S'organiser pour se protéger
"France Universités essaie de sensibiliser les présidents d'universités à la cybersécurité", assure Gilles Roussel, président de l'université Gustave Eiffel et référent numérique au sein de l'association.
La nomination d'un responsable de la sécurité des systèmes d'information (RSSI) est un premier pas qu'ont franchi la quasi-totalité des universités. Avec son équipe, il supervise la sécurité numérique des établissements, grâce à divers outils - anti-virus, pares-feux, systèmes de surveillance… – et est accompagné par un organisme dédié, au niveau national, le CERT (Computer emergency response team) RENATER.
"Ses alertes nous permettent notamment de repérer des comptes compromis", note Cédric Foll, directeur général délégué au numérique de l'université de Lille.

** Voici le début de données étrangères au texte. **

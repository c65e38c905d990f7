use axum::{extract::State, routing::get, Json, Router};

use crate::dto::{EndpointInfo, ServiceIndex};
use crate::state::AppState;

pub fn routes() -> Router<AppState> {
    Router::new().route("/", get(index))
}

async fn index(State(state): State<AppState>) -> Json<ServiceIndex> {
    let endpoint = |method: &'static str, path: &'static str, description: &'static str| {
        EndpointInfo {
            method,
            path,
            description,
        }
    };

    Json(ServiceIndex {
        service: "inforecon",
        version: env!("CARGO_PKG_VERSION"),
        cache_backend: state.cache_backend,
        endpoints: vec![
            endpoint(
                "GET",
                "/dns/{domain}",
                "A, AAAA, CNAME, MX, NS and TXT records with WHOIS",
            ),
            endpoint(
                "GET",
                "/dns/{domain}/{record_type}",
                "records of one type, or WHOIS",
            ),
            endpoint("GET", "/ip/{ip}", "reverse DNS, geolocation and ASN"),
            endpoint("POST", "/ip/batch", "IP information for a list of addresses"),
            endpoint("GET", "/search?q={query}", "web search"),
            endpoint("GET", "/health", "liveness check"),
        ],
    })
}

Objectif : 10% du budget informatique dédié à la sécurité informatique
Ces différentes forces vives et matérielles impliquent des moyens financiers. En ce sens, l'ANSSI recommande aux universités de consacrer 10% du budget informatique à la sécurité.
Un objectif que n'atteignent pas la grande majorité des établissements, malgré des évolutions, comme le note Cédric Foll. "Il y a un changement de perspective de notre gouvernance et nos usagers depuis deux ou trois ans. Chez nous, le budget global de la direction générale déléguée du numérique a notamment augmenté, afin de financer des projets de cybersécurité."
Parmi ceux-ci : une sensibilisation au phishing (hameçonnage, arnaque consistant à inciter la victime à communiquer ses données personnelles, NDLR), le recours à un prestataire chargé de superviser la sécurité en continu ou encore la mise en place d'authentification forte. "Ces actions nécessitent des budgets spécifiques", affirme Cédric Foll.
La cybersécurité des universités coûte de plus en cher, d'autant plus que le marché des personnels en capacité de suivre ces problématiques est très tendu (G. Roussel, président de l'université Gustave Eiffel)
"La cybersécurité des universités coûte de plus en cher, confirme Gilles Roussel, d'autant plus que le marché des personnels en capacité de suivre ces problématiques est très tendu."
Pourtant, selon le président de l'université Gustave Eiffel, il est essentiel de mettre en place des politiques "suivies dans le temps, et non déployées à un instant T, lors d'un audit par exemple. Cela suppose de pouvoir supporter des coûts sur la durée".
À Paris-Saclay, "un effort conséquent sur la sécurité existait déjà, assure Kim Nguyen, fin septembre. Nous le poursuivons et le renforçons dès à présent. C'est l'une des raisons pour lesquelles le retour à la normale prend du temps : nous remettons les systèmes en route de manière sécurisée, en augmentant le niveau de nos exigences".
Le 9 octobre, la cyberattaque contre l'université Paris-Saclay était revendiquée par un groupe de rançongiciel. Celui-ci menaçait de divulguer des fichiers dérobés. Une nouvelle difficulté pour les équipes, plus de deux mois après l'attaque.